While the number of victims was small compared with the millions of people who attended Fête de la Musique events across France, the reports were among a number of alarming episodes in recent years in which people have reported being injected without their knowledge or consent in crowded spaces like clubs or bars.

A British Parliament report, published in 2022 after a sudden increase in spiking incidents, said there had been more than 1,000 cases of needle attacks in the country between September 2021 and the end of December 2022. The report, which surveyed more than 3,000 victims and witnesses, cited police data showing that about 90% of needle spiking incidents occurred during the evening in venues like pubs and nightclubs, though some also happened at festivals and house parties.

The report noted that there was not enough information to determine the overall prevalence of needle spiking and that there could be many more attacks that are not reported.

The Fête de la Musique has been an annual event in France for more than four decades.

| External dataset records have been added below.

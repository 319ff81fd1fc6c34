use crate::{FieldSpec, Operator, ServiceInfo, Svc, Target, TargetKind, Value};

/// Everything rules need to know about one field of a target. Descriptors
/// are derived fresh for every resolution and never change.
#[derive(Clone, Debug)]
pub struct FieldDescriptor {
    name: &'static str,
    declared_type: ServiceInfo,
    default_value: Option<Value>,
    participates_in_construction: bool,
    annotated: bool,
    operators: Vec<Svc<dyn Operator>>,
}

impl FieldDescriptor {
    /// Describes a declared field. `Option<T>` is unwrapped to `T` and any
    /// annotation is split into its operator chain.
    #[must_use]
    pub fn describe(spec: &FieldSpec, participates_in_construction: bool) -> Self {
        let (annotated, operators) = match spec.annotation() {
            Some(annotation) => (true, annotation.operators().to_vec()),
            None => (false, Vec::new()),
        };

        FieldDescriptor {
            name: spec.name(),
            declared_type: spec.declared().unwrapped(),
            default_value: spec.default_value().cloned(),
            participates_in_construction,
            annotated,
            operators,
        }
    }

    /// The field's name.
    #[must_use]
    pub fn name(&self) -> &'static str {
        self.name
    }

    /// The field's declared type, unwrapped.
    #[must_use]
    pub fn declared_type(&self) -> ServiceInfo {
        self.declared_type
    }

    /// The field's static default, if it has one.
    #[must_use]
    pub fn default_value(&self) -> Option<&Value> {
        self.default_value.as_ref()
    }

    /// Whether the field is part of the target's construction arguments.
    #[must_use]
    pub fn participates_in_construction(&self) -> bool {
        self.participates_in_construction
    }

    /// Whether the field was declared with an annotation, even an empty one.
    #[must_use]
    pub fn is_annotated(&self) -> bool {
        self.annotated
    }

    /// The operator chain from the field's annotation.
    #[must_use]
    pub fn operators(&self) -> &[Svc<dyn Operator>] {
        &self.operators
    }
}

/// Produces the descriptors of a target's fields, in declaration order.
#[must_use]
pub fn extract_field_descriptors(target: &Target) -> Vec<FieldDescriptor> {
    target
        .fields()
        .iter()
        .map(|spec| match target.kind() {
            TargetKind::Record => FieldDescriptor::describe(spec, !spec.is_excluded()),
            TargetKind::Tuple | TargetKind::Function => {
                FieldDescriptor::describe(spec, true)
            }
        })
        .collect()
}

#[cfg(test)]
mod tests {
    use super::*;
    use crate::{Annotation, FetchFromScope, PluckAttribute};

    struct Settings;

    #[derive(Debug)]
    struct Record {
        age: u32,
        title: String,
        upper: String,
    }

    fn record_target() -> Target {
        Target::record::<Record>()
            .field(FieldSpec::of::<u32>("age"))
            .field(
                FieldSpec::optional::<String>("title")
                    .with_default("Dummy Target".to_string()),
            )
            .field(FieldSpec::of::<String>("upper").excluded())
            .construct(|args| {
                let title = args.cloned::<String>("title")?;
                Ok(Record {
                    age: *args.get("age")?,
                    upper: title.to_uppercase(),
                    title,
                })
            })
    }

    #[test]
    fn record_fields_keep_declaration_order() {
        let names: Vec<_> = extract_field_descriptors(&record_target())
            .iter()
            .map(FieldDescriptor::name)
            .collect();
        assert_eq!(vec!["age", "title", "upper"], names);
    }

    #[test]
    fn record_fields_honor_exclusion() {
        let descriptors = extract_field_descriptors(&record_target());
        assert!(descriptors[0].participates_in_construction());
        assert!(descriptors[1].participates_in_construction());
        assert!(!descriptors[2].participates_in_construction());
    }

    #[test]
    fn defaults_and_optional_types_are_extracted() {
        let descriptors = extract_field_descriptors(&record_target());
        assert!(descriptors[0].default_value().is_none());
        assert_eq!(ServiceInfo::of::<String>(), descriptors[1].declared_type());
        assert_eq!(
            Some(&"Dummy Target".to_string()),
            descriptors[1]
                .default_value()
                .and_then(Value::downcast_ref::<String>)
        );
    }

    #[test]
    fn function_and_tuple_fields_always_participate() {
        let function = Target::function::<u32>("age")
            .field(FieldSpec::of::<u32>("age").excluded())
            .construct(|args| Ok(*args.get::<u32>("age")?));
        let tuple = Target::tuple::<(u32,)>()
            .field(FieldSpec::of::<u32>("age").excluded())
            .construct(|args| Ok((*args.get::<u32>("age")?,)));

        for target in &[function, tuple] {
            let descriptors = extract_field_descriptors(target);
            assert!(descriptors[0].participates_in_construction());
        }
    }

    #[test]
    fn annotation_becomes_operator_chain() {
        let annotated = FieldSpec::of::<String>("greeting").annotated(
            Annotation::new()
                .then(FetchFromScope::of::<Settings>())
                .then(PluckAttribute::new("greeting")),
        );
        let descriptor = FieldDescriptor::describe(&annotated, true);
        assert!(descriptor.is_annotated());
        assert_eq!(2, descriptor.operators().len());

        let plain = FieldDescriptor::describe(&FieldSpec::of::<String>("greeting"), true);
        assert!(!plain.is_annotated());
        assert!(plain.operators().is_empty());
    }

    #[test]
    fn empty_annotation_is_still_annotated() {
        let spec = FieldSpec::of::<String>("greeting").annotated(Annotation::new());
        let descriptor = FieldDescriptor::describe(&spec, true);
        assert!(descriptor.is_annotated());
        assert!(descriptor.operators().is_empty());
    }
}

Musicians of all abilities are encouraged to perform on sidewalks, in parks and other public spaces on June 21 — the summer solstice — and free concerts are staged across the country as well as in France’s overseas territories.

Before the festival, posts circulated on social media calling for such attacks on women, according to Le Monde and other French news outlets.

Dr. Adam R. Winstock, a founder of the Global Drug Survey, which studies drug trends, and a professor at University College London, said that needle spiking is a “remarkably rare event.”

Winstock cautioned that some of the reports in France may have resulted from panic as news reports of the stabbings spread. “Until there is toxicological evidence, what the story might be is that a group of people pick up on something they heard had happened to someone else,” he said. “Because you feel a sharp prick does not mean you have been injected with a drug.”